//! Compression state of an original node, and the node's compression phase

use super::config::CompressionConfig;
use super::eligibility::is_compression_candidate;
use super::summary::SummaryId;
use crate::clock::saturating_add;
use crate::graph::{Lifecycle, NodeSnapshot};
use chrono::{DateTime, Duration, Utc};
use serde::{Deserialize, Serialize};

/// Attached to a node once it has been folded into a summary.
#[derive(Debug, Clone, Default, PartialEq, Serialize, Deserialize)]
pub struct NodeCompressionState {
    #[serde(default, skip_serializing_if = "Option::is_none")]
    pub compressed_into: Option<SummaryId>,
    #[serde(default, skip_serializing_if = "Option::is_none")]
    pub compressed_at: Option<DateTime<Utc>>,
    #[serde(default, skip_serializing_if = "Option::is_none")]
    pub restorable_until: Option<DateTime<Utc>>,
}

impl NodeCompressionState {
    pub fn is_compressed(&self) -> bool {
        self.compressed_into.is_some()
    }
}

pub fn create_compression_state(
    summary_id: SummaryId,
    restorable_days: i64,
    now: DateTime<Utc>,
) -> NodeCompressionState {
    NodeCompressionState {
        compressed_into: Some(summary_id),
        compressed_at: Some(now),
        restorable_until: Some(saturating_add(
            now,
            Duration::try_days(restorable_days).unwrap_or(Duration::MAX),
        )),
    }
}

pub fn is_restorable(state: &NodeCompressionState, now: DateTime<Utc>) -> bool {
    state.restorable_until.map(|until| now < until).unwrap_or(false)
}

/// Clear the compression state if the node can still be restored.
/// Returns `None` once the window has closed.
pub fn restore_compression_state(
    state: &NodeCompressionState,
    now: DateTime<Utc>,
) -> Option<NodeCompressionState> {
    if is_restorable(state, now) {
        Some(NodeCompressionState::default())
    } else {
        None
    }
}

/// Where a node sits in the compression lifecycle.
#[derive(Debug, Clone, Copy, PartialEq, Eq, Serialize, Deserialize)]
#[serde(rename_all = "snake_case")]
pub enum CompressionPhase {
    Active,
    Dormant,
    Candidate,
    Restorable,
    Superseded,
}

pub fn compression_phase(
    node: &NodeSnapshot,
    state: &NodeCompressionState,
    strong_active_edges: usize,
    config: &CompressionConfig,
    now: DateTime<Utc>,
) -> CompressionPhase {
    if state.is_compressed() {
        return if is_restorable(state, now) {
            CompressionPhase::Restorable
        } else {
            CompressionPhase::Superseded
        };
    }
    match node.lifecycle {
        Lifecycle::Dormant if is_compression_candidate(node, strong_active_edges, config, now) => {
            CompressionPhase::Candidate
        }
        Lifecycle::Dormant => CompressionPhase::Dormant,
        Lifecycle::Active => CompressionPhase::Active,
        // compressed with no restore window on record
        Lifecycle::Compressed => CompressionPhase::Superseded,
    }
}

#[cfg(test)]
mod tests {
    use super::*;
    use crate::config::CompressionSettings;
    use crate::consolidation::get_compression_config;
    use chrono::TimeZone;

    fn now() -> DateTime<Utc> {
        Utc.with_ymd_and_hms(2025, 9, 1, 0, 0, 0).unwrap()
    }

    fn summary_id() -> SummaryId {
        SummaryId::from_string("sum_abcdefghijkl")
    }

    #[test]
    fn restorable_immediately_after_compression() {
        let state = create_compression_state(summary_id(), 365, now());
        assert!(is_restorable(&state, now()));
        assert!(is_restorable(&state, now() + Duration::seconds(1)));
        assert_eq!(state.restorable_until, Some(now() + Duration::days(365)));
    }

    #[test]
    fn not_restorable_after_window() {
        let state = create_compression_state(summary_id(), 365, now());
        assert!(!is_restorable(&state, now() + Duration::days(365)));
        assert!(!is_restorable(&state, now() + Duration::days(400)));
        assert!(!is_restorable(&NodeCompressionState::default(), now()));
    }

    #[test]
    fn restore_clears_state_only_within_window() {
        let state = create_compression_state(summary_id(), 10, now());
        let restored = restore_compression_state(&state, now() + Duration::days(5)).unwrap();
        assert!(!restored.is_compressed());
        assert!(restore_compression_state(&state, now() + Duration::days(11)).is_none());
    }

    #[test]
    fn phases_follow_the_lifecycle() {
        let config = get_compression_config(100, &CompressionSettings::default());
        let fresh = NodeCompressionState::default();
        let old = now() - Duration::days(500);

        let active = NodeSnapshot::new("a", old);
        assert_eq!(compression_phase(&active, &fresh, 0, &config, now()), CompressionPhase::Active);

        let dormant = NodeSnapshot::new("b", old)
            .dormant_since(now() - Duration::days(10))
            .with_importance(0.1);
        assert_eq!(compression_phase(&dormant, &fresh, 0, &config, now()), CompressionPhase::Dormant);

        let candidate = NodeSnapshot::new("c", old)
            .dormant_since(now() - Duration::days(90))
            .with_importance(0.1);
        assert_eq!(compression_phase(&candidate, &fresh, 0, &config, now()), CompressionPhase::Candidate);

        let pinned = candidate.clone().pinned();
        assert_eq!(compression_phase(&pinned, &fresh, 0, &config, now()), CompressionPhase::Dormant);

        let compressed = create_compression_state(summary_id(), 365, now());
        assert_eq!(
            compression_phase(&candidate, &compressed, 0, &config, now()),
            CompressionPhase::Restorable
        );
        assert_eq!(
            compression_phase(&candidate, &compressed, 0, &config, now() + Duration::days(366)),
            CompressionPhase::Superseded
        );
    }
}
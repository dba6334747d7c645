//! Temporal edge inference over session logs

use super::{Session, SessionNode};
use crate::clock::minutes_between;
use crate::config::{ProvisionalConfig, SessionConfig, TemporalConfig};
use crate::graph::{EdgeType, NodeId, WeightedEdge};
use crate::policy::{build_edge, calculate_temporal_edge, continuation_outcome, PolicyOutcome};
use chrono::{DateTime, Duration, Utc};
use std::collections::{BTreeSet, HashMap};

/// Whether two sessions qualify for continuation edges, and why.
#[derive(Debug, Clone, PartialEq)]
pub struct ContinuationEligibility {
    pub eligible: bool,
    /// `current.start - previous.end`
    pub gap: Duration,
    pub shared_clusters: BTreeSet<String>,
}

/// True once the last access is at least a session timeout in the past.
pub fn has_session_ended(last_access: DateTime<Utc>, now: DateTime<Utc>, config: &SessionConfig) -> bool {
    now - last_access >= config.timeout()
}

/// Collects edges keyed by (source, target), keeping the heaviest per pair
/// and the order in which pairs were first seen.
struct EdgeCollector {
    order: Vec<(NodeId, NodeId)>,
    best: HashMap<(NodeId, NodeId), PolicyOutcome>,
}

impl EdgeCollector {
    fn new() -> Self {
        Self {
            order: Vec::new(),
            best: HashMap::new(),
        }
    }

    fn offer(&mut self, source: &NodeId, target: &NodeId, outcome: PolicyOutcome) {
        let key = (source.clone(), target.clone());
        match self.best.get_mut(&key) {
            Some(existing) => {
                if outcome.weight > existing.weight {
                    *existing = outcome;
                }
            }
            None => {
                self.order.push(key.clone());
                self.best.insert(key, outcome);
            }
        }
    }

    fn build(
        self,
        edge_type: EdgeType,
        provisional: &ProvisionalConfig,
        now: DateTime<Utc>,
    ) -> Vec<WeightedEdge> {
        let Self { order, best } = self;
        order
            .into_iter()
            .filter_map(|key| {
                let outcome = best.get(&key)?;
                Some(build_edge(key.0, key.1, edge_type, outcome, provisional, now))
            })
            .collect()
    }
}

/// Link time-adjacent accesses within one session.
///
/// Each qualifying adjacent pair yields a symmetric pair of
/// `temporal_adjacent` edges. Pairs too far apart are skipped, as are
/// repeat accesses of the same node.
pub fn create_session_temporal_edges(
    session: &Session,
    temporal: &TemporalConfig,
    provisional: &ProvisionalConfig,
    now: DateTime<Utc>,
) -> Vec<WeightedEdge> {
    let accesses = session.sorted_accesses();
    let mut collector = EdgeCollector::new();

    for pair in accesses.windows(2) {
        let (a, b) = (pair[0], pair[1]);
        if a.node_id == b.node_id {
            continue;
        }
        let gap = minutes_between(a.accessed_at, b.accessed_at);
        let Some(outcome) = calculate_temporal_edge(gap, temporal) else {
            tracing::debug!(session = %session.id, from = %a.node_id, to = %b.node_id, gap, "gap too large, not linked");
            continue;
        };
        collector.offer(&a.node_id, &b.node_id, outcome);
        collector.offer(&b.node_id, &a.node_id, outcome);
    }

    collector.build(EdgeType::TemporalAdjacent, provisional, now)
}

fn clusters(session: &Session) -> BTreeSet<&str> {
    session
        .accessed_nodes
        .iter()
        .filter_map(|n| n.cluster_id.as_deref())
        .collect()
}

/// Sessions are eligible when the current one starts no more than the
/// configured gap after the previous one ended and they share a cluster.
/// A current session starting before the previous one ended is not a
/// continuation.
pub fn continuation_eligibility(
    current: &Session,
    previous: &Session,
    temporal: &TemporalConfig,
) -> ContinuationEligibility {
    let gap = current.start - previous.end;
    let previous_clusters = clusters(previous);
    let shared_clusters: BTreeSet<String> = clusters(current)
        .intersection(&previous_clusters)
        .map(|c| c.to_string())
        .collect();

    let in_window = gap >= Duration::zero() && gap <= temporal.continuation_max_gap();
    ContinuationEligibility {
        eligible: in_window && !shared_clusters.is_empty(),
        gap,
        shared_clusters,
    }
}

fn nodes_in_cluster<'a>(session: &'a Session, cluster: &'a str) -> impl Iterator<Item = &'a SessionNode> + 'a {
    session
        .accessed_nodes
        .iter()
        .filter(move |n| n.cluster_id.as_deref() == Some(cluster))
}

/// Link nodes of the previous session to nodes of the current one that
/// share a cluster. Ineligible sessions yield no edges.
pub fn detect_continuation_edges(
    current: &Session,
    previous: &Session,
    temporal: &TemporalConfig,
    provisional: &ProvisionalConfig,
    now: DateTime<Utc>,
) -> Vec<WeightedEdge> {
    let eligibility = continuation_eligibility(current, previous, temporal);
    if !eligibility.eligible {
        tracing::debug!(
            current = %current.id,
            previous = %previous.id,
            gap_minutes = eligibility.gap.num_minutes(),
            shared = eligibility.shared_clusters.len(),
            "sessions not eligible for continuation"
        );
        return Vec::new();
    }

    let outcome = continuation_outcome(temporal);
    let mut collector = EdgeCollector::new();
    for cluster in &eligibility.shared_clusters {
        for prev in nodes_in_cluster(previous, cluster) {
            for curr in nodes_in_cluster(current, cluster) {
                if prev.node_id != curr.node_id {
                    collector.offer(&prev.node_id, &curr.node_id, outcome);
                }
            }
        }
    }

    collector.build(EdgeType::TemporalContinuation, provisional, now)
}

TASK DIRECTIONS → Lines in the listing that include the word "restored": how many are there? Give the number alone.

EXERCISE OUTPUT → 3